Should any entry look odd, write it out exactly anyway, along with all the rest.

-------- RECORDS SUPPLIED

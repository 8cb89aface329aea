//! Baseline duration store abstraction.
//!
//! The baseline is a single persisted duration per project checkout. The
//! store is an explicit injected interface rather than module-level state so
//! the pipeline is testable with the in-memory fake below.

use std::sync::Mutex;

use async_trait::async_trait;
use chrono::{DateTime, Utc};
use serde::{Deserialize, Serialize};

use crate::error::Result;

/// The persisted baseline: a reference run duration and when it was recorded.
#[derive(Debug, Clone, Serialize, Deserialize, PartialEq)]
pub struct BaselineRecord {
    /// Reference (typically full-suite) run duration in seconds.
    pub duration_seconds: f64,

    /// When the baseline was recorded.
    pub recorded_at: DateTime<Utc>,
}

impl BaselineRecord {
    /// Record a duration observed now.
    pub fn observed_now(duration_seconds: f64) -> Self {
        Self {
            duration_seconds,
            recorded_at: Utc::now(),
        }
    }
}

/// Keyed-by-checkout baseline storage.
///
/// One store instance corresponds to one project checkout. Lifecycle policy
/// lives with the callers: a `run` bootstraps the baseline once when absent;
/// an explicit `baseline` operation overwrites unconditionally.
///
/// No locking is performed; concurrent invocations against one checkout race
/// on read-modify-write and the last writer wins.
#[async_trait]
pub trait BaselineStore: Send + Sync {
    /// Read the stored baseline, if any. Implementations treat missing or
    /// corrupt records as `Ok(None)` where possible; hard I/O failures are
    /// surfaced for the caller to degrade on.
    async fn get(&self) -> Result<Option<BaselineRecord>>;

    /// Persist the baseline, replacing any prior value.
    async fn set(&self, record: BaselineRecord) -> Result<()>;
}

/// In-memory baseline store for tests.
#[derive(Debug, Default)]
pub struct MemoryBaselineStore {
    record: Mutex<Option<BaselineRecord>>,
}

impl MemoryBaselineStore {
    pub fn new() -> Self {
        Self::default()
    }

    /// A store pre-seeded with a baseline duration.
    pub fn with_baseline(duration_seconds: f64) -> Self {
        Self {
            record: Mutex::new(Some(BaselineRecord::observed_now(duration_seconds))),
        }
    }
}

#[async_trait]
impl BaselineStore for MemoryBaselineStore {
    async fn get(&self) -> Result<Option<BaselineRecord>> {
        Ok(self.record.lock().unwrap().clone())
    }

    async fn set(&self, record: BaselineRecord) -> Result<()> {
        *self.record.lock().unwrap() = Some(record);
        Ok(())
    }
}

----------------

- **RESULT OF THIS EXERCISE**
repository 8cb89aface329aea
//! Baseline duration store abstraction.
//!
//! The baseline is a single persisted duration per project checkout. The
//! store is an explicit injected interface rather than module-level state so
//! the pipeline is testable with the in-memory fake below.

use std::sync::Mutex;

use async_trait::async_trait;
use chrono::{DateTime, Utc};
use serde::{Deserialize, Serialize};

use crate::error::Result;

/// The persisted baseline: a reference run duration and when it was recorded.
#[derive(Debug, Clone, Serialize, Deserialize, PartialEq)]
pub struct BaselineRecord {
    /// Reference (typically full-suite) run duration in seconds.
    pub duration_seconds: f64,

    /// When the baseline was recorded.
    pub recorded_at: DateTime<Utc>,
}

impl BaselineRecord {
    /// Record a duration observed now.
    pub fn observed_now(duration_seconds: f64) -> Self {
        Self {
            duration_seconds,
            recorded_at: Utc::now(),
        }
    }
}

/// Keyed-by-checkout baseline storage.
///
/// One store instance corresponds to one project checkout. Lifecycle policy
/// lives with the callers: a `run` bootstraps the baseline once when absent;
/// an explicit `baseline` operation overwrites unconditionally.
///
/// No locking is performed; concurrent invocations against one checkout race
/// on read-modify-write and the last writer wins.
#[async_trait]
pub trait BaselineStore: Send + Sync {
    /// Read the stored baseline, if any. Implementations treat missing or
    /// corrupt records as `Ok(None)` where possible; hard I/O failures are
    /// surfaced for the caller to degrade on.
    async fn get(&self) -> Result<Option<BaselineRecord>>;

    /// Persist the baseline, replacing any prior value.
    async fn set(&self, record: BaselineRecord) -> Result<()>;
}

/// In-memory baseline store for tests.
#[derive(Debug, Default)]
pub struct MemoryBaselineStore {
    record: Mutex<Option<BaselineRecord>>,
}

impl MemoryBaselineStore {
    pub fn new() -> Self {
        Self::default()
    }

    /// A store pre-seeded with a baseline duration.
    pub fn with_baseline(duration_seconds: f64) -> Self {
        Self {
            record: Mutex::new(Some(BaselineRecord::observed_now(duration_seconds))),
        }
    }
}

#[async_trait]
impl BaselineStore for MemoryBaselineStore {
    async fn get(&self) -> Result<Option<BaselineRecord>> {
        Ok(self.record.lock().unwrap().clone())
    }

    async fn set(&self, record: BaselineRecord) -> Result<()> {
        *self.record.lock().unwrap() = Some(record);
        Ok(())
    }
}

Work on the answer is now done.